The patient however was not able to maintain his BP, despite boluses of adrenalin and ongoing transfusion. The BP was barely maintained at 70 systolic. The situation was re-assessed and it was decided that transfer was no longer an option. The family had not yet been spoken to. I was nominated to speak to family, with the medical registrar.

The family understood that the situation was serious and that we had tried to get the patient stable enough for transfer to a specialist unit but that this had not been possible. They wanted active treatment but understood that this was likely to be futile. I explained that the patient could either be brought up to ITU for ongoing support but that the outcome was likely to be poor.

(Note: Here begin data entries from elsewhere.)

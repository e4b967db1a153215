use crate::logic::WeatherSnapshot;
use crate::models::Advisory;
use crate::ui::components::{humidity_gauge, moisture_gauge, temperature_gauge, wind_gauge};
use crate::ui::Theme;
use ratatui::{
    buffer::Buffer,
    layout::{Constraint, Direction, Layout, Rect},
    style::Style,
    text::{Line, Span},
    widgets::{Block, Borders, Paragraph, Widget, Wrap},
};

pub struct DashboardScreen<'a> {
    pub snapshot: Option<&'a WeatherSnapshot>,
    pub advisories: &'a [Advisory],
    pub status: Option<&'a str>,
}

impl<'a> DashboardScreen<'a> {
    pub fn new(snapshot: Option<&'a WeatherSnapshot>, advisories: &'a [Advisory]) -> Self {
        Self {
            snapshot,
            advisories,
            status: None,
        }
    }

    pub fn with_status(mut self, status: Option<&'a str>) -> Self {
        self.status = status;
        self
    }
}

impl Widget for DashboardScreen<'_> {
    fn render(self, area: Rect, buf: &mut Buffer) {
        let chunks = Layout::default()
            .direction(Direction::Vertical)
            .constraints([
                Constraint::Length(1), // Title
                Constraint::Length(1), // Location
                Constraint::Length(5), // Current conditions gauges
                Constraint::Min(6),    // Advisories
                Constraint::Length(1), // Status
                Constraint::Length(1), // Nav
            ])
            .split(area);

        // Title
        let updated = self
            .snapshot
            .map(|s| s.fetched_at.format("%Y-%m-%d %H:%M UTC").to_string())
            .unwrap_or_else(|| "Never".to_string());
        let title = Line::from(vec![
            Span::styled("Mazao Weather", Theme::title()),
            Span::styled(" - Last updated: ", Theme::dim()),
            Span::styled(updated, Theme::normal()),
        ]);
        Paragraph::new(title).render(chunks[0], buf);

        // Location
        let location = match self.snapshot {
            Some(s) => {
                let mut spans = vec![
                    Span::styled("📍 ", Theme::dim()),
                    Span::styled(s.place.clone(), Theme::highlight()),
                    Span::styled(
                        format!("  ({:.4}, {:.4})", s.latitude, s.longitude),
                        Theme::dim(),
                    ),
                ];
                if s.used_fallback {
                    spans.push(Span::styled("  [default location]", Theme::warning()));
                }
                Line::from(spans)
            }
            None => Line::from(Span::styled("No weather data yet", Theme::dim())),
        };
        Paragraph::new(location).render(chunks[1], buf);

        // Gauges
        self.render_gauges(chunks[2], buf);

        // Advisories
        self.render_advisories(chunks[3], buf);

        // Status
        if let Some(status) = self.status {
            Paragraph::new(Span::styled(status, Theme::warning())).render(chunks[4], buf);
        }

        // Navigation
        let nav = Line::from(vec![
            Span::styled("[r]", Theme::nav_key()),
            Span::styled("Refresh ", Theme::nav_label()),
            Span::styled("[1-3]", Theme::nav_key()),
            Span::styled("Screens ", Theme::nav_label()),
            Span::styled("[q]", Theme::nav_key()),
            Span::styled("Quit", Theme::nav_label()),
        ]);
        Paragraph::new(nav).render(chunks[5], buf);
    }
}

impl DashboardScreen<'_> {
    fn render_gauges(&self, area: Rect, buf: &mut Buffer) {
        let gauge_chunks = Layout::default()
            .direction(Direction::Horizontal)
            .constraints([
                Constraint::Percentage(25),
                Constraint::Percentage(25),
                Constraint::Percentage(25),
                Constraint::Percentage(25),
            ])
            .split(area);

        let current = self.snapshot.map(|s| &s.current);

        temperature_gauge("Temperature", current.map(|c| c.temp_c)).render(gauge_chunks[0], buf);
        humidity_gauge("Humidity", current.map(|c| c.humidity_pct)).render(gauge_chunks[1], buf);
        wind_gauge("Wind", current.map(|c| c.wind_speed_kmh)).render(gauge_chunks[2], buf);
        moisture_gauge(
            "Soil Moisture (est)",
            current.map(|c| c.estimated_soil_moisture_pct() as f64),
        )
        .render(gauge_chunks[3], buf);
    }

    fn render_advisories(&self, area: Rect, buf: &mut Buffer) {
        let block = Block::default()
            .title("Advisories")
            .borders(Borders::ALL)
            .border_style(Theme::border());

        let inner = block.inner(area);
        block.render(area, buf);

        if self.advisories.is_empty() {
            let text = if self.snapshot.is_some() {
                "No advisories for the current outlook"
            } else {
                "Waiting for weather data"
            };
            Paragraph::new(Span::styled(text, Theme::dim())).render(inner, buf);
            return;
        }

        let mut lines = Vec::new();
        for advisory in self.advisories {
            let color = advisory.color.color();
            lines.push(Line::from(vec![
                Span::styled(
                    format!("{} {}: ", advisory.color.symbol(), advisory.title),
                    Style::default().fg(color),
                ),
                Span::styled(advisory.message.clone(), Theme::normal()),
            ]));
        }

        Paragraph::new(lines)
            .wrap(Wrap { trim: true })
            .render(inner, buf);
    }
}
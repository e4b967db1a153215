use crate::ui::Theme;
use ratatui::{
    buffer::Buffer,
    layout::Rect,
    style::{Color, Style},
    text::{Line, Span},
    widgets::{Block, Borders, Paragraph, Widget},
};

/// Bordered value readout with a horizontal fill bar underneath
pub struct GaugeWidget<'a> {
    title: &'a str,
    value: Option<f64>,
    unit: &'a str,
    scale_min: f64,
    scale_max: f64,
    bands: Vec<(f64, Color)>,
    precision: usize,
}

impl<'a> GaugeWidget<'a> {
    pub fn new(title: &'a str, value: Option<f64>, unit: &'a str) -> Self {
        Self {
            title,
            value,
            unit,
            scale_min: 0.0,
            scale_max: 100.0,
            bands: Vec::new(),
            precision: 0,
        }
    }

    pub fn scale(mut self, min: f64, max: f64) -> Self {
        self.scale_min = min;
        self.scale_max = max;
        self
    }

    /// Color bands as (lower bound, color), checked highest-first
    pub fn bands(mut self, bands: Vec<(f64, Color)>) -> Self {
        self.bands = bands;
        self
    }

    pub fn precision(mut self, precision: usize) -> Self {
        self.precision = precision;
        self
    }

    fn band_color(&self, value: f64) -> Color {
        for (bound, color) in self.bands.iter().rev() {
            if value >= *bound {
                return *color;
            }
        }
        Theme::FG
    }
}

impl Widget for GaugeWidget<'_> {
    fn render(self, area: Rect, buf: &mut Buffer) {
        if area.height < 3 || area.width < 10 {
            return;
        }

        let block = Block::default()
            .title(self.title)
            .borders(Borders::ALL)
            .border_style(Theme::border());

        let inner = block.inner(area);
        block.render(area, buf);

        let value = match self.value {
            Some(v) => v,
            None => {
                Paragraph::new(Line::from(Span::styled("N/A", Theme::dim()))).render(inner, buf);
                return;
            }
        };

        let color = self.band_color(value);
        let readout = format!("{:.prec$}{}", value, self.unit, prec = self.precision);
        Paragraph::new(Line::from(Span::styled(readout, Style::default().fg(color))))
            .render(inner, buf);

        if inner.height < 2 {
            return;
        }

        let span = self.scale_max - self.scale_min;
        let ratio = ((value - self.scale_min) / span).clamp(0.0, 1.0);
        let filled = (inner.width as f64 * ratio) as u16;
        let bar_y = inner.y + 1;

        for x in inner.x..inner.x + inner.width {
            let ch = if x < inner.x + filled { '█' } else { '░' };
            buf[(x, bar_y)].set_char(ch).set_fg(color);
        }
    }
}

pub fn temperature_gauge(title: &str, value: Option<f64>) -> GaugeWidget<'_> {
    GaugeWidget::new(title, value, "°C")
        .scale(-10.0, 45.0)
        .precision(1)
        .bands(vec![
            (-10.0, Theme::TEMP_COLD),
            (10.0, Theme::TEMP_COOL),
            (18.0, Theme::TEMP_WARM),
            (30.0, Theme::TEMP_HOT),
        ])
}

pub fn humidity_gauge(title: &str, value: Option<f64>) -> GaugeWidget<'_> {
    GaugeWidget::new(title, value, "%").bands(vec![
        (0.0, Theme::SUCCESS),
        (80.0, Theme::WARNING),
        (90.0, Theme::ERROR),
    ])
}

pub fn wind_gauge(title: &str, value: Option<f64>) -> GaugeWidget<'_> {
    GaugeWidget::new(title, value, " km/h")
        .scale(0.0, 60.0)
        .bands(vec![
            (0.0, Theme::SUCCESS),
            (15.0, Theme::WARNING),
            (30.0, Theme::ERROR),
        ])
}

pub fn moisture_gauge(title: &str, value: Option<f64>) -> GaugeWidget<'_> {
    GaugeWidget::new(title, value, "%").bands(vec![
        (0.0, Theme::MOISTURE_DRY),
        (50.0, Theme::MOISTURE_OK),
        (85.0, Theme::MOISTURE_WET),
    ])
}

The alternative was to keep the patient comfortable on the ward. The family decided this was what they wanted.

The situation was then again discussed with the members of staff present and with consultants over the phone. The consensus was that treatment should be stopped and the patient kept on the ward. He died soon thereafter with his family at the bedside.

This case left me with a feeling of slight unease; whilst I knew we had done all we could – and we had facilitated a calm and dignified death at the end of the process, I just felt like we could have been slicker in our management. I was frustrated by some of my colleagues who did not seem to grasp how ill the patient was. I could feel myself getting angry with the lack of availability of the equipment and the out of hours gastro cover system. I felt like I was doing my very best for this patient but around me the staff and the hospital infrastructure were taking it all at a much more casual pace. We work hard and intensively and when that is not matched by the system or other colleagues it can be infuriating.

I have treated patients with similar problems before and since and have also been with patients at the end of their life. I think the reason this case affected me was because it was the first time I came face to face not just  

with the inevitability of the patient’s death, but also by the small but omnipresent inefficiencies of the hospital system. Since this case, over a decade ago, I still struggle with the adjustments we have to make, working in such a large system. I wonder how much of the struggles faced by junior clinicians is due to the re-adjusting of expectations we need to make if we are to fit into this world.